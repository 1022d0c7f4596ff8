//! Fluent builder for constructing a [`Session`].

use tracing::{info, warn};

use bm_core::{CoachConfig, GameClock};
use bm_notify::NotificationScheduler;
use bm_pads::{Adjacency, BestFirstRouter, GraphCache, RoutePlan, Router};
use bm_profile::Profiler;
use bm_telemetry::{EfficiencyCache, HeatmapGrid, SessionMetrics};

use crate::rules::CoachingRules;
use crate::{Session, SessionResult};

/// Fluent builder for [`Session<R>`].
///
/// # Optional inputs (have defaults)
///
/// | Method               | Default                        |
/// |----------------------|--------------------------------|
/// | `.adjacency(a)`      | `Adjacency::Complete`          |
/// | `.map(id)`           | No map; routing unavailable    |
/// | `.load_history(b)`   | `false`                        |
///
/// # Example
///
/// ```rust,ignore
/// let mut session = SessionBuilder::new(CoachConfig::default(), BestFirstRouter)
///     .map("Stadium_P")
///     .load_history(true)
///     .build()?;
/// session.tick(&frame);
/// ```
pub struct SessionBuilder<R: Router> {
    config:       CoachConfig,
    router:       R,
    adjacency:    Adjacency,
    map_id:       Option<String>,
    load_history: bool,
}

impl SessionBuilder<BestFirstRouter> {
    /// Builder using the default best-first router.
    pub fn with_config(config: CoachConfig) -> Self {
        Self::new(config, BestFirstRouter)
    }
}

impl<R: Router> SessionBuilder<R> {
    pub fn new(config: CoachConfig, router: R) -> Self {
        Self {
            config,
            router,
            adjacency:    Adjacency::default(),
            map_id:       None,
            load_history: false,
        }
    }

    /// Adjacency policy for pad graphs.
    pub fn adjacency(mut self, adjacency: Adjacency) -> Self {
        self.adjacency = adjacency;
        self
    }

    /// Start on `map_id`.
    pub fn map(mut self, map_id: impl Into<String>) -> Self {
        self.map_id = Some(map_id.into());
        self
    }

    /// Read `<data_dir>/boost_history.csv` into the history log on build.
    /// A missing or unreadable file is logged and leaves the log empty.
    pub fn load_history(mut self, load: bool) -> Self {
        self.load_history = load;
        self
    }

    /// Validate the config and return a ready [`Session`].
    pub fn build(self) -> SessionResult<Session<R>> {
        self.config.validate()?;
        let config = self.config;

        let mut session = Session {
            clock:           GameClock::new(),
            metrics:         SessionMetrics::new(0.0),
            heatmap:         HeatmapGrid::new(config.grid_size),
            efficiency:      EfficiencyCache::new(config.efficiency_ttl_secs),
            notifications:   NotificationScheduler::new(config.notification_capacity),
            profiler:        Profiler::new(),
            router:          self.router,
            cache:           GraphCache::with_adjacency(self.adjacency),
            map_id:          None,
            route:           RoutePlan::empty(),
            rules:           CoachingRules::new(),
            last_frame:      None,
            unaccounted_use: 0.0,
            config,
        };

        if let Some(map_id) = self.map_id {
            session.set_map(&map_id);
        }
        if self.load_history {
            if let Err(e) = session.load_history() {
                warn!(error = %e, "match history not loaded");
            }
        }
        info!(
            map = session.map_id().unwrap_or("<none>"),
            grid = session.config.grid_size,
            "session ready"
        );
        Ok(session)
    }
}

◆ Action item
Each line of the listing has to be reproduced exactly.

◆ Answer box
repository 1022d0c7f4596ff8
//! Fluent builder for constructing a [`Session`].

use tracing::{info, warn};

use bm_core::{CoachConfig, GameClock};
use bm_notify::NotificationScheduler;
use bm_pads::{Adjacency, BestFirstRouter, GraphCache, RoutePlan, Router};
use bm_profile::Profiler;
use bm_telemetry::{EfficiencyCache, HeatmapGrid, SessionMetrics};

use crate::rules::CoachingRules;
use crate::{Session, SessionResult};

/// Fluent builder for [`Session<R>`].
///
/// # Optional inputs (have defaults)
///
/// | Method               | Default                        |
/// |----------------------|--------------------------------|
/// | `.adjacency(a)`      | `Adjacency::Complete`          |
/// | `.map(id)`           | No map; routing unavailable    |
/// | `.load_history(b)`   | `false`                        |
///
/// # Example
///
/// ```rust,ignore
/// let mut session = SessionBuilder::new(CoachConfig::default(), BestFirstRouter)
///     .map("Stadium_P")
///     .load_history(true)
///     .build()?;
/// session.tick(&frame);
/// ```
pub struct SessionBuilder<R: Router> {
    config:       CoachConfig,
    router:       R,
    adjacency:    Adjacency,
    map_id:       Option<String>,
    load_history: bool,
}

impl SessionBuilder<BestFirstRouter> {
    /// Builder using the default best-first router.
    pub fn with_config(config: CoachConfig) -> Self {
        Self::new(config, BestFirstRouter)
    }
}

impl<R: Router> SessionBuilder<R> {
    pub fn new(config: CoachConfig, router: R) -> Self {
        Self {
            config,
            router,
            adjacency:    Adjacency::default(),
            map_id:       None,
            load_history: false,
        }
    }

    /// Adjacency policy for pad graphs.
    pub fn adjacency(mut self, adjacency: Adjacency) -> Self {
        self.adjacency = adjacency;
        self
    }

    /// Start on `map_id`.
    pub fn map(mut self, map_id: impl Into<String>) -> Self {
        self.map_id = Some(map_id.into());
        self
    }

    /// Read `<data_dir>/boost_history.csv` into the history log on build.
    /// A missing or unreadable file is logged and leaves the log empty.
    pub fn load_history(mut self, load: bool) -> Self {
        self.load_history = load;
        self
    }

    /// Validate the config and return a ready [`Session`].
    pub fn build(self) -> SessionResult<Session<R>> {
        self.config.validate()?;
        let config = self.config;

        let mut session = Session {
            clock:           GameClock::new(),
            metrics:         SessionMetrics::new(0.0),
            heatmap:         HeatmapGrid::new(config.grid_size),
            efficiency:      EfficiencyCache::new(config.efficiency_ttl_secs),
            notifications:   NotificationScheduler::new(config.notification_capacity),
            profiler:        Profiler::new(),
            router:          self.router,
            cache:           GraphCache::with_adjacency(self.adjacency),
            map_id:          None,
            route:           RoutePlan::empty(),
            rules:           CoachingRules::new(),
            last_frame:      None,
            unaccounted_use: 0.0,
            config,
        };

        if let Some(map_id) = self.map_id {
            session.set_map(&map_id);
        }
        if self.load_history {
            if let Err(e) = session.load_history() {
                warn!(error = %e, "match history not loaded");
            }
        }
        info!(
            map = session.map_id().unwrap_or("<none>"),
            grid = session.config.grid_size,
            "session ready"
        );
        Ok(session)
    }
}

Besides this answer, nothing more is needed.